The cuts and robbing result in agencies and services so underfunded and understaffed that crises occur. Severe understaffing at DCYF results in caseworkers with 44 or more cases each, when the nationally accepted maximum is 12. Child deaths have occurred. Mentally ill patients are forced to wait in hospital emergency rooms for days or even weeks before a placement can be found for them. There is a long waitlist for services for the developmentally disabled, causing extreme hardship for those families. Promised aid to cities and towns is cut or eliminated, downshifting the burden to local taxpayers. Schools, hospitals, and the mental health providers bring us to court for failing to meet our obligations.
We end up legislating by lawsuit.
None of this makes sense to me. Families budget and live within their means, but when the cost of heating oil goes up and the kids need new shoes, and there isn’t enough money coming in to pay for both, families don’t turn off the heat or make the kids go barefoot. Someone gets a second job. And if Dad gets a raise, Mom sure as heck doesn’t cut back her hours to keep the income the same.

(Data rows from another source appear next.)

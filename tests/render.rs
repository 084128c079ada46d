use nba_digest::model::{CanonicalEvent, StatLine, TeamResult};
use nba_digest::render::{
    EntityKind, GameView, IconMap, PlayerLine, format_player_line, render_digest, utf16_len,
};

fn team(code: &str, name: &str, score: u32) -> TeamResult {
    TeamResult {
        team_code: code.to_string(),
        localized_name: name.to_string(),
        score,
        record: None,
    }
}

fn line(given: &str, family: &str, points: u32) -> PlayerLine {
    PlayerLine {
        given: given.to_string(),
        given_foreign: String::new(),
        family: family.to_string(),
        stats: StatLine {
            points,
            ..StatLine::default()
        },
    }
}

#[test]
fn away_winner_goes_first_and_offsets_track_utf16() {
    let game = GameView {
        event: CanonicalEvent {
            event_id: "1".into(),
            home: team("MIA", "Майами", 99),
            away: team("DEN", "Денвер", 101),
            overtime: Some(2),
            completed: true,
            ..CanonicalEvent::default()
        },
        home_lines: vec![line("Тайлер", "Хирро", 21)],
        away_lines: vec![line("Никола", "Йокич", 32)],
    };
    let mut icons = IconMap::new();
    icons.insert("MIA".into(), "mia-icon".into());

    let msg = render_digest(Some("🏀 НБА"), &[game], &icons);
    assert_eq!(
        msg.text,
        "🏀 НБА\n\n🏀 Денвер 101 (2ОТ)\nН. Йокич: 32 очка\n\n⭐ Майами 99\nТ. Хирро: 21 очко"
    );

    let emoji = msg
        .entities
        .iter()
        .find(|e| matches!(e.kind, EntityKind::CustomEmoji(_)))
        .expect("icon span");
    let prefix = msg.text.split('⭐').next().unwrap_or_default();
    assert_eq!(emoji.offset, utf16_len(prefix));
    assert_eq!(emoji.length, 1);

    let bold: Vec<_> = msg
        .entities
        .iter()
        .filter(|e| e.kind == EntityKind::Bold)
        .map(|e| (e.offset, e.length))
        .collect();
    let score_at = utf16_len("🏀 НБА\n\n🏀 Денвер ");
    assert_eq!(bold, vec![(0, 6), (score_at, 3)]);
}

#[test]
fn plural_agreement_in_lines() {
    assert_eq!(format_player_line(&line("Лука", "Дончич", 21)), "Л. Дончич: 21 очко");
    assert_eq!(format_player_line(&line("Лука", "Дончич", 23)), "Л. Дончич: 23 очка");
    assert_eq!(format_player_line(&line("Лука", "Дончич", 11)), "Л. Дончич: 11 очков");
    assert_eq!(format_player_line(&line("", "Doe", 1)), "Doe: 1 очко");
}

#[test]
fn empty_digest_is_empty() {
    let msg = render_digest(None, &[], &IconMap::new());
    assert!(msg.text.is_empty());
    assert!(msg.entities.is_empty());
}
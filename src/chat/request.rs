// Copyright 2026 Layne Penney
// SPDX-License-Identifier: AGPL-3.0-or-later

//! A single user turn and the context threaded through its processing.

use std::sync::Arc;

use tokio::sync::watch;

use crate::telemetry::CorrelationId;
use crate::types::Message;

use super::response::ChatResponse;
use super::session::ChatSession;

/// Typed per-request data set by components along the dispatch path.
#[derive(Debug, Clone, Default, PartialEq, Eq)]
pub struct RequestContext {
    /// Id under which the orchestrator recorded its routing interaction.
    pub routing_id: Option<CorrelationId>,
}

/// One user turn within a session.
#[derive(Debug)]
pub struct ChatRequest {
    id: String,
    session: Arc<ChatSession>,
    message: String,
    pub context: RequestContext,
    response: ChatResponse,
    cancel: watch::Receiver<bool>,
}

impl ChatRequest {
    /// Create a request that can never be cancelled.
    pub fn new(session: Arc<ChatSession>, message: impl Into<String>, agent_id: &str) -> Self {
        let (_tx, rx) = watch::channel(false);
        Self::with_cancel(session, message, agent_id, rx)
    }

    /// Create a request observing a cancellation flag.
    pub fn with_cancel(
        session: Arc<ChatSession>,
        message: impl Into<String>,
        agent_id: &str,
        cancel: watch::Receiver<bool>,
    ) -> Self {
        Self {
            id: uuid::Uuid::new_v4().to_string(),
            session,
            message: message.into(),
            context: RequestContext::default(),
            response: ChatResponse::new(agent_id),
            cancel,
        }
    }

    pub fn id(&self) -> &str {
        &self.id
    }

    pub fn session(&self) -> &Arc<ChatSession> {
        &self.session
    }

    /// The originating user message.
    pub fn message(&self) -> &str {
        &self.message
    }

    /// The user message as a conversation entry.
    pub fn user_message(&self) -> Message {
        Message::user(self.message.clone())
    }

    pub fn response(&self) -> &ChatResponse {
        &self.response
    }

    pub fn response_mut(&mut self) -> &mut ChatResponse {
        &mut self.response
    }

    /// Consume the request, keeping only its response.
    pub fn into_response(self) -> ChatResponse {
        self.response
    }

    /// Whether cancellation has been requested.
    pub fn is_cancelled(&self) -> bool {
        *self.cancel.borrow()
    }

    /// A handle for awaiting cancellation with [`cancelled`].
    pub fn cancel_signal(&self) -> watch::Receiver<bool> {
        self.cancel.clone()
    }
}

/// Resolve once the flag turns true.
///
/// Never resolves if the sender is dropped without cancelling.
pub async fn cancelled(mut signal: watch::Receiver<bool>) {
    loop {
        if *signal.borrow_and_update() {
            return;
        }
        if signal.changed().await.is_err() {
            std::future::pending::<()>().await;
        }
    }
}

But, back to this year’s budget, and priorities. This budget sends $160 million in additional aid to school districts, provides an additional $19 million for school building aid and fully funds anticipated special education reimbursements, among other things. It reinstates the state’s municipal revenue sharing program, sending $12.5 million back to cities and towns in 2021. It appropriates money for state grants for the 58 wastewater projects completed in communities as of 2018.
It fully funds the waitlist for services for the developmentally disabled. It provides funding for various aspects of the 10-year mental health plan, including an additional mobile crisis unit, hospital beds, and transitional housing. It increases staffing at DCYF and provides the funds to pay them.
It provides $32 million more in funding for the community college and university systems.
It spends $300 million more than Governor Sununu proposed, a 2.3% increase.
To pay for these things, we modified the current interest and dividends tax to include capital gains, maintained the business tax rates at 2018 levels and kept the taxes on sports betting and e-cigarettes included in Governor Sununu’s budget.
Far from being irresponsible, this budget is balanced, fair, and addresses the needs of the people of New Hampshire. It goes a long way in dealing with the school funding crisis and takes strong steps to help reduce property taxes, all without a broad-based tax.
And for my hometown of Hillsborough, this budget is a very good deal. If it passes, our school district is projected to see a $2.3 million increase in state aid over the biennium, which should go a long way in reducing our school tax rate.